Given the shysters who are part of the BRICS conglomerate it probably isn’t even necessary to have a depositor in order to draw down a $US1billion loan. In less PC times it used to be called ‘Chinese book-keeping’. These days we would probably have to import some Cuban accountants to verify that all is well.
Speaking of fast cars and Johnnie Blue I find it extraordinary that that purveyors of such luxury items to the terminally dishonest should escape the prosecution net.
I’m sure you’ve all gone through the same rigours but I have had to satisfy something called RICA and FICA just to get a cell-phone and a bank account. Is this just something they reserve for persecuted ethnic minorities (like white people) in this country?
As we all know, the first thing a sleaze-ball does when he manages to land a dodgy government contract is get himself over to the nearest luxury car dealer and buy himself either a Porsche GT3, a Range Rover Sport or a Bentley.
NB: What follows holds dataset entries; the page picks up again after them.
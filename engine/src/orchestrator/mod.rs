//! Orchestrator - the engine's tick loop and query surface
//!
//! `config` holds the full configuration surface and its fatal load-time
//! validation; `engine` drives the ten-phase tick loop and owns all
//! mutable state.

pub mod config;
pub mod engine;

pub use config::{
    AgentConfig, CollateralConfig, CollateralLotConfig, ConfigError, EngineConfig, PolicyConfig,
    SimulationParams,
};
pub use engine::{AgentStateSnapshot, Engine, EngineError, SystemMetrics, TickSummary};
/// The deterministic discrete-event settlement engine
pub struct Engine {
    state: SimulationState,
    time: TimeManager,
    arrivals: ArrivalGenerator,
    policies: BTreeMap<String, Box<dyn Policy>>,
    scenario: ScenarioDispatcher,
    cost_rates: CostRates,
    lsm_config: LsmConfig,
    collateral_config: CollateralConfig,
    event_log: EventLog,

    /// Flat charges (split friction, deadline penalties, drop penalties)
    /// accumulated during the tick, folded into phase 9's CostAccrual
    tick_costs: BTreeMap<String, CostBreakdown>,

    // Lifetime metrics
    total_arrivals: usize,
    total_settlements: usize,
    delay_sum: usize,
    max_delay_ticks: usize,
    min_balance_seen: i64,

    // Day counters (reset at end of day)
    settled_today: usize,
    cost_today: i64,

    /// Opening total balance; conservation is checked every tick
    expected_total_balance: i64,
}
Surely the scumbag alarm should go off as soon as one of these low-lifes enters the showroom but it seems as though the desire for a sales commission trumps integrity.
Some of my best friends used to be dealer-principals in luxury cars in my motor journalism days but I fear I will be off their Christmas card list now. Anybody selling anything to a sleaze-ball without having checked proper references and reported anything dodgy should be prosecuted. That includes luxury car dealers, exotic liquor sales, estate agents and purveyors of absurdly expensive footwear.